What you need to do:
Check each line of the material, and show the ones that include the word "chunk".
━━ Provided data ━━
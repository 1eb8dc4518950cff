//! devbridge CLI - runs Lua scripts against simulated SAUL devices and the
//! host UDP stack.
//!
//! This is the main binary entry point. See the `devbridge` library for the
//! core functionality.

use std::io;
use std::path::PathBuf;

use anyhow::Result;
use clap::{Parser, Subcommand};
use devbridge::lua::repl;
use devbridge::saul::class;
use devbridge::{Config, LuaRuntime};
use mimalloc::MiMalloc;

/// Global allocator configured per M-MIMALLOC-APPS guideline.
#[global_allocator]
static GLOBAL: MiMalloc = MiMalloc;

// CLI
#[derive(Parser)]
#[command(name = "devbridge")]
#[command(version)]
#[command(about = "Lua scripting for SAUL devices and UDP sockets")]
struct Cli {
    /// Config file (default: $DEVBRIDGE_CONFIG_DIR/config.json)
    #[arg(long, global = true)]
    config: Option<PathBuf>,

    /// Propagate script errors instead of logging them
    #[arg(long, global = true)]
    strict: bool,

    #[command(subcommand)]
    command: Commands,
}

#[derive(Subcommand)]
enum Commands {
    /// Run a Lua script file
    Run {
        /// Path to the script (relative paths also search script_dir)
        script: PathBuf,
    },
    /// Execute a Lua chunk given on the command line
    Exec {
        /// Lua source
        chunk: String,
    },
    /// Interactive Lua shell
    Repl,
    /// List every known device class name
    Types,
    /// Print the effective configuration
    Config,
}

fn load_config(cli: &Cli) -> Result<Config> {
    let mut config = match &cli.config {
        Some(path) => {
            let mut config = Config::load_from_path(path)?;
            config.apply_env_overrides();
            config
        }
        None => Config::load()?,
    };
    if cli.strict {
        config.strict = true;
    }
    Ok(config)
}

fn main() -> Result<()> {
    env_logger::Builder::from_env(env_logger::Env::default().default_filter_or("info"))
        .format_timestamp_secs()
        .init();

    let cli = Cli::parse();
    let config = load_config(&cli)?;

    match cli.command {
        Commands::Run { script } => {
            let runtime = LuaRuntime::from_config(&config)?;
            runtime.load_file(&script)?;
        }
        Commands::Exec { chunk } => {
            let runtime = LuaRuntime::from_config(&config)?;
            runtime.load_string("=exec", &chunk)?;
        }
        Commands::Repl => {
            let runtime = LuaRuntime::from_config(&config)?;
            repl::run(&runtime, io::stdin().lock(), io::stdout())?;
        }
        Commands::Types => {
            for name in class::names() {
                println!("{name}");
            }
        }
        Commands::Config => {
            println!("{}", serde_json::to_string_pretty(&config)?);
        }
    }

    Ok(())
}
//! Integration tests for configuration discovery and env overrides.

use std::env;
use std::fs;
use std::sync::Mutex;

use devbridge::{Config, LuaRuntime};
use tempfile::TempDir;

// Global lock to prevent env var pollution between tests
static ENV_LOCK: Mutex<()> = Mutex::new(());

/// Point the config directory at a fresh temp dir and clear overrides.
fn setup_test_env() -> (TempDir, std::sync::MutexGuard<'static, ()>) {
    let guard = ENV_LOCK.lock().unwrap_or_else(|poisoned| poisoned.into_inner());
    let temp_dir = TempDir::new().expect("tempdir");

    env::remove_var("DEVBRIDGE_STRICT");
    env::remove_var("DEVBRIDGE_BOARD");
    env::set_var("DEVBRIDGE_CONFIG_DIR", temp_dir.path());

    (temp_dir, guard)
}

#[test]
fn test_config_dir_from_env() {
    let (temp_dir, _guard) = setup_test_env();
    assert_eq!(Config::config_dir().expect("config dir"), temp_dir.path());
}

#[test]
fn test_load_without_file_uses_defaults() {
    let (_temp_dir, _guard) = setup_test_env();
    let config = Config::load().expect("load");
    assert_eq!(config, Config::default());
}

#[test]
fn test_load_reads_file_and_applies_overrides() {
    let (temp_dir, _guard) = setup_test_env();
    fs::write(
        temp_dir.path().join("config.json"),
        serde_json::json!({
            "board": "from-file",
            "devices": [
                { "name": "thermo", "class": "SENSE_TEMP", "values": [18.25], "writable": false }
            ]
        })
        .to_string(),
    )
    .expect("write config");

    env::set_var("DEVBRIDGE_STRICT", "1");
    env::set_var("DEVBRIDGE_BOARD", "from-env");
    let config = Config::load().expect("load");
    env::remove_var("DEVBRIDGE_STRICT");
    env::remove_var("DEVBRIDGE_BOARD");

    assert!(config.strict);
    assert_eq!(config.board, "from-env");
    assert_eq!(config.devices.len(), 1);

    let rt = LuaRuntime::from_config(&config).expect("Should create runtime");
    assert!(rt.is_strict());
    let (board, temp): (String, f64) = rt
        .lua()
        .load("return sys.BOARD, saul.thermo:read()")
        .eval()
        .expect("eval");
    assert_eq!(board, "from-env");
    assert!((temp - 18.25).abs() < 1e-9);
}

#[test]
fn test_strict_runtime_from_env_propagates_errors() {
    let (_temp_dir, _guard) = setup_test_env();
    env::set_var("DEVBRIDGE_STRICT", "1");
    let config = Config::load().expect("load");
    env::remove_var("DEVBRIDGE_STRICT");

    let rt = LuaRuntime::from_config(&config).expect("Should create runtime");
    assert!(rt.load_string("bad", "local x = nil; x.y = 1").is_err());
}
━━━
━━ Provided data ━━
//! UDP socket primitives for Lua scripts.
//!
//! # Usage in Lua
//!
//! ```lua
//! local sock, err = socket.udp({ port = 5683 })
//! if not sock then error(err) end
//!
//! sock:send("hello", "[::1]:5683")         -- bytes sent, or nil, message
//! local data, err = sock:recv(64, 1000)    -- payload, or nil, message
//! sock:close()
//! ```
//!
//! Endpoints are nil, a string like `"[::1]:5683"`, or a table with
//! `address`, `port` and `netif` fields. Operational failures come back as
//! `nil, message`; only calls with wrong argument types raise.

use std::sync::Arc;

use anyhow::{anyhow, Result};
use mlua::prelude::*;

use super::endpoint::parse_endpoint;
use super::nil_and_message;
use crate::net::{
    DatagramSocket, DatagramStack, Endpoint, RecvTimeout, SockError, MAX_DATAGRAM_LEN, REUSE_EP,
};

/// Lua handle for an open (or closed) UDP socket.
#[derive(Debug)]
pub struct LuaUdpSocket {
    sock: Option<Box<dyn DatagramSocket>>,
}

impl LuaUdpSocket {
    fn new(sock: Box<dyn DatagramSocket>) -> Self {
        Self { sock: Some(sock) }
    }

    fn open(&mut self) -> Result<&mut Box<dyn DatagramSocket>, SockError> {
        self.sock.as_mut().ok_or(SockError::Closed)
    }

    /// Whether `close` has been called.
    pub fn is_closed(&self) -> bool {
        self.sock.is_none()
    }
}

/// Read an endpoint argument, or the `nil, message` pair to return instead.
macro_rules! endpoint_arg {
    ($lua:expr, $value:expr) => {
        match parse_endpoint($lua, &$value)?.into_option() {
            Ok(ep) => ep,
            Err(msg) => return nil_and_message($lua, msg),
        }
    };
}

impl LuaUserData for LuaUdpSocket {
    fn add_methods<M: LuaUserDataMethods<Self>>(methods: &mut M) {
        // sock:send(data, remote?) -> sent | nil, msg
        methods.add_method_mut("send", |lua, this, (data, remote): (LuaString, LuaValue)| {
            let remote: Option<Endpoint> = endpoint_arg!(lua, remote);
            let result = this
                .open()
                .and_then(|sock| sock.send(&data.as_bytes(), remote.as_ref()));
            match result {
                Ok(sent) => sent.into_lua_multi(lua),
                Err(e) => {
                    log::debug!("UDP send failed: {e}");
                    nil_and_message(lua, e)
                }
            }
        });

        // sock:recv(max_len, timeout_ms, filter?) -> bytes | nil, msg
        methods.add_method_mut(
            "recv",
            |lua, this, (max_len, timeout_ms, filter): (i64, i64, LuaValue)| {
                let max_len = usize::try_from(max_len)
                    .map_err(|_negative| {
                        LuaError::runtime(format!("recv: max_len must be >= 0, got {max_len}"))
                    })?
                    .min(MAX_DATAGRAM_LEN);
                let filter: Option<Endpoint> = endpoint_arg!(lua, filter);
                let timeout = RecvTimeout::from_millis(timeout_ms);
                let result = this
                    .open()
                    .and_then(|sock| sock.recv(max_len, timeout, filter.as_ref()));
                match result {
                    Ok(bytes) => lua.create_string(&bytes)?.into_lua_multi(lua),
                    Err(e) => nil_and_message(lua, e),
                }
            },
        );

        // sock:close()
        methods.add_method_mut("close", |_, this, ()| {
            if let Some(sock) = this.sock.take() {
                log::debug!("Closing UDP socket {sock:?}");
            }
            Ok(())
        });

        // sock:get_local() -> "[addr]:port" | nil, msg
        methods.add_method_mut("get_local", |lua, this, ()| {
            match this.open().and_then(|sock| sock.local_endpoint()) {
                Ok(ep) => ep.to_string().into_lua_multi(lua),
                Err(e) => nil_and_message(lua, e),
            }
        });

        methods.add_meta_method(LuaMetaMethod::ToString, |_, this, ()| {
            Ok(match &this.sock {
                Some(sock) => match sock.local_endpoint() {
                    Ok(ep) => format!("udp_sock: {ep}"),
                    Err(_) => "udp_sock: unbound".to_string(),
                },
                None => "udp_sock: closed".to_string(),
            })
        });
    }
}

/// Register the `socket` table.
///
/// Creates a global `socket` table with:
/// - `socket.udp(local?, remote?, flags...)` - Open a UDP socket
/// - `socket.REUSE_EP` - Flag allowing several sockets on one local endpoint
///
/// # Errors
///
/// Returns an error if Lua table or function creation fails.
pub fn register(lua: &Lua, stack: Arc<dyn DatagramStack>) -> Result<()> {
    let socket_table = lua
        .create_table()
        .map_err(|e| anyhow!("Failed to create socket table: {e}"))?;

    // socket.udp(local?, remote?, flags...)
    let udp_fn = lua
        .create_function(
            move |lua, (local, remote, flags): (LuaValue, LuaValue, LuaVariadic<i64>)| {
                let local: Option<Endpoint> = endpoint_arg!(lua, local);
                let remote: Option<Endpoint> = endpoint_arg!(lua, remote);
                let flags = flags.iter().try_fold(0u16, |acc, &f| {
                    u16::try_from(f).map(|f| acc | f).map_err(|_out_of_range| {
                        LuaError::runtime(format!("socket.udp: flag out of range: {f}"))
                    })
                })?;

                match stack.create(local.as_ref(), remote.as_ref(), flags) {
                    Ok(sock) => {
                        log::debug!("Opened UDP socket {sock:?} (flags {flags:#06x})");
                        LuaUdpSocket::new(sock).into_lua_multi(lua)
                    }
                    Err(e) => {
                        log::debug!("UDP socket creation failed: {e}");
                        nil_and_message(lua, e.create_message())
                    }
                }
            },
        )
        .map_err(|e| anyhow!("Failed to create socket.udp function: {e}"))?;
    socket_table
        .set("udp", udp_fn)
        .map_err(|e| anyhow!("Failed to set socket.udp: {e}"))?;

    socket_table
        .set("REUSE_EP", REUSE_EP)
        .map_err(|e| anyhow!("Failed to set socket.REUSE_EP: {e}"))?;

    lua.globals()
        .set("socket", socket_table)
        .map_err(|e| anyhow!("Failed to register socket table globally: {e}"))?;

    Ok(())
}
━━━
Solution for this task:
    /// Execute a Lua chunk given on the command line
        chunk: String,
        Commands::Exec { chunk } => {
            runtime.load_string("=exec", &chunk)?;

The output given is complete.